Correvano i favolosi anni ’80: giocavo a calcio (of course), a tennis, pedalavo sulla bici da corsa. E divoravo un numero spropositato di Bikini, un gelato prodotto dall’Algida che ho adorato. In teoria avrebbe dovuto fare concorrenza al Maxibon Motta, anche se era molto diverso. Metà biscotto, come bordo una cornice di cioccolato, la parte superiore bigusto (vaniglia e cioccolato), ricoperto di cioccolato croccante e granella di nocciole. Negli anni ’90 fu ritirato dal commercio e sostituito dal Magnum Sandwich (buono, ma tutta un’altra cosa): un trauma dal quale ho faticato non poco per riprendermi.

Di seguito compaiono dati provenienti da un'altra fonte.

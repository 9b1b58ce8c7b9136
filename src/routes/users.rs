use axum::{
    Json,
    extract::State,
    http::StatusCode,
    response::IntoResponse,
};
use serde::Deserialize;
use std::sync::Arc;
use uuid::Uuid;
use validator::Validate;

use crate::{
    AppState,
    db::enums::UserRole,
    db::models::api::{ApiResponse, ResponseMeta},
    db::models::user::UserSummary,
    error::AppResult,
    middleware::auth::AuthUserInfo,
    services::UsersService,
    validation::{PathParam, ValidatedJson},
};

#[derive(Deserialize, Validate)]
pub struct UpdateRoleRequest {
    pub role: UserRole,
}

pub async fn get_me(auth: AuthUserInfo) -> impl IntoResponse {
    let response = ApiResponse::success(auth.user, "Profile retrieved successfully");
    (StatusCode::OK, Json(response))
}

pub async fn list_officers(
    State(state): State<Arc<AppState>>,
    auth: AuthUserInfo,
) -> AppResult<impl IntoResponse> {
    let mut conn = state.db.get()?;
    let officers: Vec<UserSummary> = UsersService::list_staff(&mut conn, &auth.context())?
        .into_iter()
        .map(UserSummary::from)
        .collect();

    let meta = ResponseMeta::with_total(officers.len() as i64);
    let response = ApiResponse::success_with_meta(officers, "Officers retrieved successfully", meta);
    Ok((StatusCode::OK, Json(response)))
}

pub async fn update_user_role(
    State(state): State<Arc<AppState>>,
    auth: AuthUserInfo,
    PathParam(user_id): PathParam<Uuid>,
    ValidatedJson(req): ValidatedJson<UpdateRoleRequest>,
) -> AppResult<impl IntoResponse> {
    let user = {
        let mut conn = state.db.get()?;
        UsersService::change_role(&mut conn, &auth.context(), user_id, req.role)?
    };
    state.cache.invalidate_best_effort().await;

    let response = ApiResponse::success(user, "User role updated successfully");
    Ok((StatusCode::OK, Json(response)))
}
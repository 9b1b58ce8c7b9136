use diesel::prelude::*;
use serde_json::json;
use uuid::Uuid;

use crate::{
    db::enums::NotificationKind,
    db::models::comment::{Comment, NewComment},
    db::repositories::CommentRepo,
    error::AppError,
    services::audit_service::AuditService,
    services::context::RequestContext,
    services::issues_service::{comment_visibility, find_issue},
    services::notifications_service::{self, NotificationsService},
    validation::comment::validate_comment_body,
};

pub struct CommentsService;

impl CommentsService {
    pub fn list_by_issue(
        conn: &mut PgConnection,
        ctx: &RequestContext,
        issue_id: Uuid,
    ) -> Result<Vec<Comment>, AppError> {
        find_issue(conn, issue_id)?;
        Ok(CommentRepo::list_by_issue(conn, issue_id, comment_visibility(ctx))?)
    }

    pub fn create(
        conn: &mut PgConnection,
        ctx: &RequestContext,
        issue_id: Uuid,
        body: &str,
    ) -> Result<Comment, AppError> {
        let body = validate_comment_body(body)?;

        conn.transaction::<_, AppError, _>(|conn| {
            let issue = find_issue(conn, issue_id)?;

            let comment = CommentRepo::insert(
                conn,
                &NewComment {
                    issue_id: issue.id,
                    author_id: ctx.user_id,
                    body,
                },
            )?;

            NotificationsService::notify(
                conn,
                &[issue.reporter_id],
                Some(ctx.user_id),
                issue.id,
                NotificationKind::CommentAdded,
                notifications_service::comment_added_message(&issue),
            )?;

            tracing::info!(comment_id = %comment.id, issue_id = %issue.id, author = %ctx.user_id, "Comment added");
            Ok(comment)
        })
    }

    pub fn update(
        conn: &mut PgConnection,
        ctx: &RequestContext,
        comment_id: Uuid,
        body: &str,
    ) -> Result<Comment, AppError> {
        let body = validate_comment_body(body)?;

        let comment = find_comment(conn, comment_id)?;
        if comment.author_id != ctx.user_id {
            return Err(AppError::forbidden("You can only edit your own comments"));
        }

        Ok(CommentRepo::update_body(conn, comment_id, body)?)
    }

    pub fn delete(
        conn: &mut PgConnection,
        ctx: &RequestContext,
        comment_id: Uuid,
    ) -> Result<(), AppError> {
        conn.transaction::<_, AppError, _>(|conn| {
            let comment = find_comment(conn, comment_id)?;
            if comment.author_id != ctx.user_id && !ctx.is_admin() {
                return Err(AppError::forbidden("You can only delete your own comments"));
            }

            CommentRepo::delete_by_id(conn, comment_id)?;
            AuditService::record(
                conn,
                Some(ctx.user_id),
                "comment.deleted",
                "comment",
                comment.id,
                json!({ "issue_id": comment.issue_id, "author_id": comment.author_id }),
            )?;
            Ok(())
        })
    }

    /// Moderation toggle for officers and admins.
    pub fn set_hidden(
        conn: &mut PgConnection,
        ctx: &RequestContext,
        comment_id: Uuid,
        hidden: bool,
    ) -> Result<Comment, AppError> {
        ctx.require_staff()?;

        conn.transaction::<_, AppError, _>(|conn| {
            let comment = find_comment(conn, comment_id)?;
            if comment.is_hidden == hidden {
                return Ok(comment);
            }

            let updated = CommentRepo::set_hidden(conn, comment_id, hidden, ctx.user_id)?;
            let action = if hidden { "comment.hidden" } else { "comment.unhidden" };
            AuditService::record(
                conn,
                Some(ctx.user_id),
                action,
                "comment",
                updated.id,
                json!({ "issue_id": updated.issue_id }),
            )?;

            tracing::info!(comment_id = %updated.id, moderator = %ctx.user_id, hidden, "Comment visibility changed");
            Ok(updated)
        })
    }
}

fn find_comment(conn: &mut PgConnection, comment_id: Uuid) -> Result<Comment, AppError> {
    CommentRepo::find_by_id(conn, comment_id)?.ok_or_else(|| AppError::not_found("comment"))
}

Ad ogni inizio di stagione (che ora in realtà non ha soluzione di continuità, mentre al tempo iniziava in maniera “istituzionale” in vista della ricorrenza di San Giuseppe) rivolgo al mitico Tonino, che da 35 anni fornisce il bar di mio padre, la stessa angosciata domanda: «Perché non mettono nuovamente in produzione il Bikini?». Una preghiera finalmente esaudita quest’anno, per la gioia di un bambino un po’ cresciuto.
A questo punto e visto che sognare non costa nulla, consiglierei all’Algida di riproporre il Magnifico (ignominiosamente ritirato dal commercio qualche anno fa), ma soprattutto il tartufo nella coppa di plastica marrone scuro: gelato al tartufo e nocciole tritate (e il cuore cremoso di cioccolato con un non so che di liquoroso). Sulle pareti della coppetta restava attaccato cioccolato duro, sul fondo un paio di millimetri spessi e spaventosamente squisiti. In assoluto, il mio preferito e il mio rimpianto più grande. Una nostalgia lacerante.
Se poi qualcuno volesse completare il sogno, ridatemi pure il Vasco di “C’è chi dice no”, Altobelli e Rummenigge all’Inter, Pertini al Quirinale, Goldrake e Shingo Tamai, Bud Spencer, i giochi di piazza e i muretti sempre occupati da decine e decine di ragazzi felici solo per quello stare insieme.